## Task description:
Copy every record below exactly as it appears.

Items from a dataset:
//! Auth service.

use std::sync::Arc;

use async_trait::async_trait;
use mockall::automock;
use tracing::{debug, info};

use crate::auth::{
    AuthServiceError, AuthenticatedUser, Credentials, NewUser, Session,
    provider::{IdentityProvider, IdentityProviderError},
};

#[derive(Clone)]
pub struct IdentityAuthService {
    provider: Arc<dyn IdentityProvider>,
}

impl IdentityAuthService {
    #[must_use]
    pub fn new(provider: Arc<dyn IdentityProvider>) -> Self {
        Self { provider }
    }
}

impl std::fmt::Debug for IdentityAuthService {
    fn fmt(&self, f: &mut std::fmt::Formatter<'_>) -> std::fmt::Result {
        f.debug_struct("IdentityAuthService").finish_non_exhaustive()
    }
}

#[async_trait]
impl AuthService for IdentityAuthService {
    #[tracing::instrument(name = "coupons.service.register", skip(self, user), err)]
    async fn register(&self, user: NewUser) -> Result<AuthenticatedUser, AuthServiceError> {
        let created = self
            .provider
            .sign_up(&user.email, &user.password, &user.name)
            .await
            .map_err(|error| match error {
                IdentityProviderError::Rejected { status, message } if status < 500 => {
                    AuthServiceError::RegistrationRejected(message)
                }
                other => AuthServiceError::Provider(other),
            })?;

        let user = AuthenticatedUser::try_from(created)?;

        info!(user_id = %user.id, "registered user");

        Ok(user)
    }

    #[tracing::instrument(name = "coupons.service.login", skip(self, credentials), err)]
    async fn login(&self, credentials: Credentials) -> Result<Session, AuthServiceError> {
        let session = self
            .provider
            .sign_in_with_password(&credentials.email, &credentials.password)
            .await
            .map_err(|error| match error {
                IdentityProviderError::Rejected { status, .. } if status < 500 => {
                    AuthServiceError::InvalidCredentials
                }
                other => AuthServiceError::Provider(other),
            })?;

        Ok(Session {
            access_token: session.access_token,
            token_type: session.token_type,
            expires_in: session.expires_in,
            user: AuthenticatedUser::try_from(session.user)?,
        })
    }

    #[tracing::instrument(name = "coupons.service.logout", skip_all, err)]
    async fn logout(&self, access_token: &str) -> Result<(), AuthServiceError> {
        self.provider.sign_out(access_token).await?;

        Ok(())
    }

    #[tracing::instrument(name = "coupons.service.authenticate_bearer", skip_all, err)]
    async fn authenticate_bearer(
        &self,
        bearer_token: &str,
    ) -> Result<AuthenticatedUser, AuthServiceError> {
        let Some(user) = self.provider.get_user(bearer_token).await? else {
            debug!("identity provider refused bearer token");

            return Err(AuthServiceError::Unauthorized);
        };

        AuthenticatedUser::try_from(user)
    }
}

#[automock]
#[async_trait]
pub trait AuthService: Send + Sync {
    /// Register a new user.
    async fn register(&self, user: NewUser) -> Result<AuthenticatedUser, AuthServiceError>;

    /// Sign in with an email and password.
    async fn login(&self, credentials: Credentials) -> Result<Session, AuthServiceError>;

    /// End the session behind an access token.
    async fn logout(&self, access_token: &str) -> Result<(), AuthServiceError>;

    /// Resolve the user behind a bearer token.
    async fn authenticate_bearer(
        &self,
        bearer_token: &str,
    ) -> Result<AuthenticatedUser, AuthServiceError>;
}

## Solution:
//! Auth service.

use std::sync::Arc;

use async_trait::async_trait;
use mockall::automock;
use tracing::{debug, info};

use crate::auth::{
    AuthServiceError, AuthenticatedUser, Credentials, NewUser, Session,
    provider::{IdentityProvider, IdentityProviderError},
};

#[derive(Clone)]
pub struct IdentityAuthService {
    provider: Arc<dyn IdentityProvider>,
}

impl IdentityAuthService {
    #[must_use]
    pub fn new(provider: Arc<dyn IdentityProvider>) -> Self {
        Self { provider }
    }
}

impl std::fmt::Debug for IdentityAuthService {
    fn fmt(&self, f: &mut std::fmt::Formatter<'_>) -> std::fmt::Result {
        f.debug_struct("IdentityAuthService").finish_non_exhaustive()
    }
}

#[async_trait]
impl AuthService for IdentityAuthService {
    #[tracing::instrument(name = "coupons.service.register", skip(self, user), err)]
    async fn register(&self, user: NewUser) -> Result<AuthenticatedUser, AuthServiceError> {
        let created = self
            .provider
            .sign_up(&user.email, &user.password, &user.name)
            .await
            .map_err(|error| match error {
                IdentityProviderError::Rejected { status, message } if status < 500 => {
                    AuthServiceError::RegistrationRejected(message)
                }
                other => AuthServiceError::Provider(other),
            })?;

        let user = AuthenticatedUser::try_from(created)?;

        info!(user_id = %user.id, "registered user");

        Ok(user)
    }

    #[tracing::instrument(name = "coupons.service.login", skip(self, credentials), err)]
    async fn login(&self, credentials: Credentials) -> Result<Session, AuthServiceError> {
        let session = self
            .provider
            .sign_in_with_password(&credentials.email, &credentials.password)
            .await
            .map_err(|error| match error {
                IdentityProviderError::Rejected { status, .. } if status < 500 => {
                    AuthServiceError::InvalidCredentials
                }
                other => AuthServiceError::Provider(other),
            })?;

        Ok(Session {
            access_token: session.access_token,
            token_type: session.token_type,
            expires_in: session.expires_in,
            user: AuthenticatedUser::try_from(session.user)?,
        })
    }

    #[tracing::instrument(name = "coupons.service.logout", skip_all, err)]
    async fn logout(&self, access_token: &str) -> Result<(), AuthServiceError> {
        self.provider.sign_out(access_token).await?;

        Ok(())
    }

    #[tracing::instrument(name = "coupons.service.authenticate_bearer", skip_all, err)]
    async fn authenticate_bearer(
        &self,
        bearer_token: &str,
    ) -> Result<AuthenticatedUser, AuthServiceError> {
        let Some(user) = self.provider.get_user(bearer_token).await? else {
            debug!("identity provider refused bearer token");

            return Err(AuthServiceError::Unauthorized);
        };

        AuthenticatedUser::try_from(user)
    }
}

#[automock]
#[async_trait]
pub trait AuthService: Send + Sync {
    /// Register a new user.
    async fn register(&self, user: NewUser) -> Result<AuthenticatedUser, AuthServiceError>;

    /// Sign in with an email and password.
    async fn login(&self, credentials: Credentials) -> Result<Session, AuthServiceError>;

    /// End the session behind an access token.
    async fn logout(&self, access_token: &str) -> Result<(), AuthServiceError>;

    /// Resolve the user behind a bearer token.
    async fn authenticate_bearer(
        &self,
        bearer_token: &str,
    ) -> Result<AuthenticatedUser, AuthServiceError>;
}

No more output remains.